• **WORK ITEM**
A complete response lists each line of the data below that includes the word "cannot".

::::

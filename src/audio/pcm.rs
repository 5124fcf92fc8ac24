//! # PCM Transport Codec
//!
//! Validation and conversion for the 16-bit linear PCM frames exchanged with
//! the browser client, plus the base64 envelope used to embed synthesized
//! audio in JSON WebSocket messages.

use base64::engine::general_purpose::STANDARD as BASE64_STANDARD;
use base64::Engine;
use byteorder::{LittleEndian, ReadBytesExt, WriteBytesExt};
use std::io::Cursor;

/// The audio format negotiated with the client.
///
/// ## Defaults:
/// 16kHz, mono, 16-bit: the format both the STT and TTS services speak
/// (`encoding=linear16`), so no resampling happens server-side.
#[derive(Debug, Clone, Copy, PartialEq, Eq, serde::Serialize, serde::Deserialize)]
pub struct PcmFormat {
    pub sample_rate: u32,
    pub channels: u8,
    pub bit_depth: u8,
}

impl Default for PcmFormat {
    fn default() -> Self {
        Self {
            sample_rate: 16000,
            channels: 1,
            bit_depth: 16,
        }
    }
}

impl PcmFormat {
    pub fn new(sample_rate: u32, channels: u8, bit_depth: u8) -> Self {
        Self {
            sample_rate,
            channels,
            bit_depth,
        }
    }

    /// Bytes of audio per second at this format (used for duration math).
    pub fn bytes_per_second(&self) -> usize {
        self.sample_rate as usize * self.channels as usize * (self.bit_depth as usize / 8)
    }

    /// Duration in seconds of a raw PCM byte buffer at this format.
    pub fn duration_seconds(&self, byte_len: usize) -> f64 {
        byte_len as f64 / self.bytes_per_second() as f64
    }

    /// Validate an incoming microphone frame.
    ///
    /// ## Checks:
    /// 1. Non-empty
    /// 2. Even length (16-bit samples)
    ///
    /// Anything beyond structural validity is the STT service's problem; the
    /// client declares its format once at connection time.
    pub fn validate_chunk(&self, data: &[u8]) -> Result<(), String> {
        if data.is_empty() {
            return Err("Audio frame is empty".to_string());
        }
        if data.len() % 2 != 0 {
            return Err("Audio frame length must be even for 16-bit samples".to_string());
        }
        Ok(())
    }

    /// Decode raw little-endian bytes into 16-bit samples.
    pub fn decode_samples(&self, data: &[u8]) -> Result<Vec<i16>, String> {
        self.validate_chunk(data)?;

        let mut cursor = Cursor::new(data);
        let mut samples = Vec::with_capacity(data.len() / 2);
        while let Ok(sample) = cursor.read_i16::<LittleEndian>() {
            samples.push(sample);
        }
        Ok(samples)
    }

    /// Encode 16-bit samples back into little-endian bytes.
    pub fn encode_samples(&self, samples: &[i16]) -> Vec<u8> {
        let mut bytes = Vec::with_capacity(samples.len() * 2);
        for &sample in samples {
            // Writing to a Vec cannot fail
            bytes.write_i16::<LittleEndian>(sample).unwrap();
        }
        bytes
    }
}

/// Wrap raw PCM bytes in base64 for the JSON `audio` message.
pub fn encode_base64(data: &[u8]) -> String {
    BASE64_STANDARD.encode(data)
}

/// Unwrap base64-embedded PCM (used by tests and any server-side playback
/// tooling; the browser client does the production-side decode).
pub fn decode_base64(data: &str) -> Result<Vec<u8>, String> {
    BASE64_STANDARD
        .decode(data)
        .map_err(|e| format!("Invalid base64 audio payload: {}", e))
}

#[cfg(test)]
mod tests {
    use super::*;

    #[test]
    fn test_default_format() {
        let format = PcmFormat::default();
        assert_eq!(format.sample_rate, 16000);
        assert_eq!(format.channels, 1);
        assert_eq!(format.bit_depth, 16);
        assert_eq!(format.bytes_per_second(), 32000);
    }

    #[test]
    fn test_validate_chunk() {
        let format = PcmFormat::default();
        assert!(format.validate_chunk(&[0u8; 320]).is_ok());
        assert!(format.validate_chunk(&[]).is_err());
        // Odd length cannot hold complete 16-bit samples
        assert!(format.validate_chunk(&[0u8; 321]).is_err());
    }

    #[test]
    fn test_sample_decode_encode() {
        let format = PcmFormat::default();
        let samples = vec![0i16, 1000, -1000, i16::MAX, i16::MIN];
        let bytes = format.encode_samples(&samples);
        assert_eq!(bytes.len(), samples.len() * 2);

        let decoded = format.decode_samples(&bytes).unwrap();
        assert_eq!(decoded, samples);
    }

    #[test]
    fn test_duration_math() {
        let format = PcmFormat::default();
        // 1 second of 16-bit mono 16kHz audio is 32000 bytes
        assert!((format.duration_seconds(32000) - 1.0).abs() < f64::EPSILON);
        assert!((format.duration_seconds(16000) - 0.5).abs() < f64::EPSILON);
    }

    #[test]
    fn test_base64_envelope() {
        let pcm = vec![1u8, 2, 3, 4, 255, 0];
        let encoded = encode_base64(&pcm);
        let decoded = decode_base64(&encoded).unwrap();
        assert_eq!(decoded, pcm);

        assert!(decode_base64("not!!valid@@base64").is_err());
    }
}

::::

• **SOLUTION FOR THIS PROBLEM**
            // Writing to a Vec cannot fail
        // Odd length cannot hold complete 16-bit samples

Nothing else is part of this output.